Brief ▸
Reading the records below, count the lines in which the string "PartialEq" appears; write the number only.

[[ Records supplied, beginning ]]

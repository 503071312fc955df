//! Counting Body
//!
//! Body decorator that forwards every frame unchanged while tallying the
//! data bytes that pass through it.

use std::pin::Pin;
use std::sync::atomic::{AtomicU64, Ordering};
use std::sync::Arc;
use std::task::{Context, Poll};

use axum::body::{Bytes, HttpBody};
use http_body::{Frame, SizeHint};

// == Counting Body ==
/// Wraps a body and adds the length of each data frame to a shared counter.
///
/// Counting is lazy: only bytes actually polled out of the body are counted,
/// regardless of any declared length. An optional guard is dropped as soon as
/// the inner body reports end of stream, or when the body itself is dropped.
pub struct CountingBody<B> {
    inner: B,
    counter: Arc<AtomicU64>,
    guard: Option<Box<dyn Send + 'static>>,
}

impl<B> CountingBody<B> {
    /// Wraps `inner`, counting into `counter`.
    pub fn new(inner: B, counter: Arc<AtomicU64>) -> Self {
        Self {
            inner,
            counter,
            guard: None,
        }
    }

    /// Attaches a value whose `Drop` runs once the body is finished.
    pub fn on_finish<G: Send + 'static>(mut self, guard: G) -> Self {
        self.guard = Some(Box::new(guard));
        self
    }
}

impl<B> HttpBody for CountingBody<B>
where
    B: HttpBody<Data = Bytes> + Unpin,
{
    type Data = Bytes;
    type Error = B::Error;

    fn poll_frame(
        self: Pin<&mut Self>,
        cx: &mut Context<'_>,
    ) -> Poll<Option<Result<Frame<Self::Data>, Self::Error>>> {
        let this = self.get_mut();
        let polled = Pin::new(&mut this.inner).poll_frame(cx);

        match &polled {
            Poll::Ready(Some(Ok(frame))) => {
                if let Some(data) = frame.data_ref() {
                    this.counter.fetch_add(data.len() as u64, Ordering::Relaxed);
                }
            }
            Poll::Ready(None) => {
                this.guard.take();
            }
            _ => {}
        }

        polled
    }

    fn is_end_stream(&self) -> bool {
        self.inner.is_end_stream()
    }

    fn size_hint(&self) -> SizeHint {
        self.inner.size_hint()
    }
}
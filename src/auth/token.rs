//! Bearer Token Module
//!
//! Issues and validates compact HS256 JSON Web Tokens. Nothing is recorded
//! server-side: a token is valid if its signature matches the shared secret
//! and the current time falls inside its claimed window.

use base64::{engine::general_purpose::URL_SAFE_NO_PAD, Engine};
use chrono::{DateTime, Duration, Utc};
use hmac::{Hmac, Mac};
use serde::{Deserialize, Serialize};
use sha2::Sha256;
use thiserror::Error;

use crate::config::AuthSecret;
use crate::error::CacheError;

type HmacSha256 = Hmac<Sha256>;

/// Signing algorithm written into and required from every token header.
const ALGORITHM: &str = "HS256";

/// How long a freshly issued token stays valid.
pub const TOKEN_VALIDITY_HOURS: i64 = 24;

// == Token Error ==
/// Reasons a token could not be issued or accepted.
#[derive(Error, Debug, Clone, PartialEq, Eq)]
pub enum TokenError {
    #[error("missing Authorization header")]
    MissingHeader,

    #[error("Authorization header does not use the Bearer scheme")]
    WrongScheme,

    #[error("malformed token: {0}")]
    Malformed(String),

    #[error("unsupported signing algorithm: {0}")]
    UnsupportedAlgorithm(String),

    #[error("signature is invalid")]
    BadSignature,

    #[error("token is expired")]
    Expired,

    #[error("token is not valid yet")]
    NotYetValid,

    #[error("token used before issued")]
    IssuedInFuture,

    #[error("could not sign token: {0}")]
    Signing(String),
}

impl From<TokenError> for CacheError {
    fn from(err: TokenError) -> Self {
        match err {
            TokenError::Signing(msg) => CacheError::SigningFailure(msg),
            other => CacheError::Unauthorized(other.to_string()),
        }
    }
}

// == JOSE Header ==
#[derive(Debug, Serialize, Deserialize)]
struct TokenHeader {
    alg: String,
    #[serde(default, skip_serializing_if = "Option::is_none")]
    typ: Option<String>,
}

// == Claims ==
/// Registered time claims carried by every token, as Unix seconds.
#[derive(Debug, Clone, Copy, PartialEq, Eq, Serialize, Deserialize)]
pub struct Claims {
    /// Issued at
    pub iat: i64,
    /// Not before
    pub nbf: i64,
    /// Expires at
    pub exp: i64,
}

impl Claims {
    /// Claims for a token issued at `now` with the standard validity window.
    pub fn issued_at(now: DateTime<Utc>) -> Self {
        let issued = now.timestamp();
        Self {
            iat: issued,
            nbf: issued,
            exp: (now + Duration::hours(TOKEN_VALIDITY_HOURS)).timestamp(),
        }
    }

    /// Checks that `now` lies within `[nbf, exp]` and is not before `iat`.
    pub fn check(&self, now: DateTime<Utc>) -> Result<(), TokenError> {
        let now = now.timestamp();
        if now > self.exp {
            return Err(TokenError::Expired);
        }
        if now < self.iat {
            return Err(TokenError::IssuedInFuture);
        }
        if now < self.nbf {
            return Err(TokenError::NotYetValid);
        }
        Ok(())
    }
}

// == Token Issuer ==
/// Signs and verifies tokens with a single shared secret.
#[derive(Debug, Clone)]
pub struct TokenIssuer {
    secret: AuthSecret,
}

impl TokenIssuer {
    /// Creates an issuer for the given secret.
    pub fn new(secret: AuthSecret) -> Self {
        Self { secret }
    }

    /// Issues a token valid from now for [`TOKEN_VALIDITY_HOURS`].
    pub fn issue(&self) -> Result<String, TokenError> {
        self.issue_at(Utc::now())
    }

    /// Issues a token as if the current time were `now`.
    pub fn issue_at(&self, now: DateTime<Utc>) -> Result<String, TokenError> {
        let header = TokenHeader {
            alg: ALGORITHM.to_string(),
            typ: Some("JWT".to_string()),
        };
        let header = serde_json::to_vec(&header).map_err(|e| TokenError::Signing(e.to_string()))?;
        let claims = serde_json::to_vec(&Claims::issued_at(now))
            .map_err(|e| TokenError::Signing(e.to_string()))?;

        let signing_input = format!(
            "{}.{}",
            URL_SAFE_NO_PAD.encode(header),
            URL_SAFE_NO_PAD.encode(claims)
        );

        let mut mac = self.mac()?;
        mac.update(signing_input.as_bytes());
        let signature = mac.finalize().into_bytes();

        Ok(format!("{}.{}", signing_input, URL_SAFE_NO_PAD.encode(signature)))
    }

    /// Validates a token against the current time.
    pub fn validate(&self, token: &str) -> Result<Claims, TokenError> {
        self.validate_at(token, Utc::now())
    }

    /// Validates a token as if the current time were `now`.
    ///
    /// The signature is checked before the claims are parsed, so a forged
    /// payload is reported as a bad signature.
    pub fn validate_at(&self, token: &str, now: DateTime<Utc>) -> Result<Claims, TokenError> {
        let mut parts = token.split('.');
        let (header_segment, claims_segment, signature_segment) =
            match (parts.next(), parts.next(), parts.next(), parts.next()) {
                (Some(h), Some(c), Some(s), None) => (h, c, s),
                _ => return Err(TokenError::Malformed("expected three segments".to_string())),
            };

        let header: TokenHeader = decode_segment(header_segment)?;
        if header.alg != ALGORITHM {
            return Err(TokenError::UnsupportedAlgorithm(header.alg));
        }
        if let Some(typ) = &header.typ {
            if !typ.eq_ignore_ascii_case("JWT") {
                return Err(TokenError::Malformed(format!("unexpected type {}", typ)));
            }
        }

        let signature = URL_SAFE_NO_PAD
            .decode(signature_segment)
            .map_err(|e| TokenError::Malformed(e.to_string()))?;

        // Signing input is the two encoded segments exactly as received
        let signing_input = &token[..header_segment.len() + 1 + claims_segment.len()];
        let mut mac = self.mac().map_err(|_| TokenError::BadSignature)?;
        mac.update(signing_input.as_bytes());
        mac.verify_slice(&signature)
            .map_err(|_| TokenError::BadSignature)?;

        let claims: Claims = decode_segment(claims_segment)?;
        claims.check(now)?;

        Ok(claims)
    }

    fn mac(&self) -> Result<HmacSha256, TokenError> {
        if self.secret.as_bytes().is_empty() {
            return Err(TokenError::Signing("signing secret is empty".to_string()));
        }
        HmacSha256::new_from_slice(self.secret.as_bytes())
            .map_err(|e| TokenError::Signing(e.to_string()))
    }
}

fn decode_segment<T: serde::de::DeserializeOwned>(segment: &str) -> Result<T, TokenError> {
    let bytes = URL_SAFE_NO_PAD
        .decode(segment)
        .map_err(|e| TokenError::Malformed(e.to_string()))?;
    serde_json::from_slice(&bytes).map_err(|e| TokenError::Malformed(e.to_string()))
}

[[ Records supplied, end ]]

Written response ▸
2